18 agosto 2005
“Voi che giungete qui: riconciliatevi! Cattolici, protestanti, ortodossi / giovani e anziani / bianchi e neri”. Questo il grande cartello che accoglieva i pellegrini e gli ospiti a Taizé a metà degli anni sessanta. Taizé - “questa primavera per la chiesa” come l'aveva definita papa Giovanni XXIII – era allora una comunità di fratelli protestanti, fondata da fr. Roger Schutz negli anni quaranta: una comunità che pregava e ricercava l'unità visibile dei cristiani divisi, separati, sovente in opposizione da secoli. Fr. Roger, figura carismatica e profetica, aveva letto in anticipo i segni dei tempi e con quei fratelli aveva ormai percorso un lungo cammino, aprendo sentieri ecumenici nella teologia, nella liturgia, nella spiritualità: per questo era stato invitato come “osservatore protestante” al Vaticano II... Fu nell'agosto del 1965, poco prima della fine del concilio che salii su quelle colline della Borgogna per conoscere da vicino quella primavera dell'unità. Incontrai fr. Roger e ne nacque una straordinaria amicizia, senz'altro la più importante e decisiva per la mia vita. Erano gli anni in cui sembrava vicino il traguardo dell'unità visibile e a Taizé cardinali e vescovi cattolici, patriarchi e metropoliti ortodossi, pastori protestanti e teologi di ogni confessione si incontravano e dialogavano.

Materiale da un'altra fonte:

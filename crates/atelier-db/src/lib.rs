//! # atelier-db: Database Layer for Atelier
//!
//! SQLite storage for the catalog and for visitor preferences, using sqlx
//! for async operations.
//!
//! ## Architecture Position
//! ```text
//! ┌─────────────────────────────────────────────────────────────────────────┐
//! │                        Atelier Data Flow                                │
//! │                                                                         │
//! │  DbCatalogSource / preference commands                                 │
//! │       │                                                                 │
//! │       ▼                                                                 │
//! │  ┌─────────────────────────────────────────────────────────────────┐   │
//! │  │                     atelier-db (THIS CRATE)                     │   │
//! │  │                                                                 │   │
//! │  │   ┌───────────────┐    ┌────────────────┐   ┌──────────────┐   │   │
//! │  │   │   Database    │    │  Repositories  │   │  Migrations  │   │   │
//! │  │   │   (pool.rs)   │◄───│  artwork.rs    │   │  (embedded)  │   │   │
//! │  │   │  SqlitePool   │    │  preference.rs │   │ 001_init.sql │   │   │
//! │  │   └───────────────┘    └────────────────┘   └──────────────┘   │   │
//! │  └─────────────────────────────────────────────────────────────────┘   │
//! │       │                                                                 │
//! │       ▼                                                                 │
//! │  SQLite file in the platform data directory                            │
//! └─────────────────────────────────────────────────────────────────────────┘
//! ```
//!
//! ## Module Organization
//!
//! - [`pool`] - Connection pool creation and configuration
//! - [`migrations`] - Embedded database migrations
//! - [`error`] - Database error types
//! - [`repository`] - Artwork and preference repositories
//!
//! ## Usage
//!
//! ```rust,ignore
//! use atelier_db::{Database, DbConfig};
//!
//! let db = Database::new(DbConfig::new("path/to/atelier.db")).await?;
//!
//! let catalog = db.artworks().list().await?;
//! db.preferences().set("language", "nl").await?;
//! ```

// =============================================================================
// Module Declarations
// =============================================================================

pub mod error;
pub mod migrations;
pub mod pool;
pub mod repository;

// =============================================================================
// Re-exports
// =============================================================================

pub use error::{DbError, DbResult};
pub use pool::{Database, DbConfig, DbLocation};

pub use repository::artwork::ArtworkRepository;
pub use repository::preference::PreferenceRepository;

Fr. Roger, era un grande tessitore di dialogo, grazie alla sua semplicità evangelica: trasparente nel cuore come i suoi occhi azzurri, mostrava una grande semplicità, lontano da ogni arroganza, da ogni pregiudizio. Già allora tutti convenivano: era un “uomo di Dio”; era stimato e venerato quasi come un santo, ma lui restava semplice e povero, mai inorgoglito dal successo inatteso e impensabile. Quando dalle sue labbra uscivano le parole di sapienza, era l'autorevolezza stessa del vangelo: diventava allora naturale porsi in atteggiamento di ascolto.
Quante volte nella sua cella ho assistito a dialoghi talora anche duri, in cui chiedeva con risolutezza ad autorità delle chiese venute da lui pazienza, misericordia, audacia nel porre gesti concreti in vista della riconciliazione e della comunione. Il suo insegnamento era semplice, ridotto all'essenziale: un canto di amore e di infinita misericordia offerto agli uomini e alle donne del nostro tempo, perché trovino vie di senso e conoscano la speranza in ogni situazione. Ideò un “concilio dei giovani”, cogliendo lucidamente il rischio di una rottura della tradizione e la difficoltà nel trasmettere la fede: comprendeva l'incessante anche se confusa ricerca dei giovani ed era convinto che bisognasse raggiungerli là dove loro stavano cercando, piuttosto che invitarli a venire dove volevamo noi. Così le settimane di Taizé e i raduni mondiali per i giovani, vissuti ogni anno in una grande metropoli diversa, hanno anticipato e ispirato le Giornate mondiali della gioventù volute da Giovanni Paolo II. Una strada non facile, ma percorsa con convinzione dal priore Roger fino in fondo: negli anni della protesta giovanile, osava chiedere ai giovani la testimonianza e la preghiera, non per una fuga dalla storia, ma per mutare la storia alla luce di Cristo.
Sovente gli ho sentito ripetere con fede salda che in molte epoche è bastato un piccolo numero di uomini e di donne per mutare il cammino della storia con la loro fede e la loro prassi segnata dall'amore, dalla riconciliazione, dalla pace: nella nostra epoca fr. Roger è stato una di queste figure che hanno saputo segnare con il balsamo del vangelo le sofferte vicende umane. “Cattolici, ortodossi e protestanti, giovani e anziani, bianchi e neri” di tutti i continenti possono solo dirgli grazie dal fondo del loro cuore.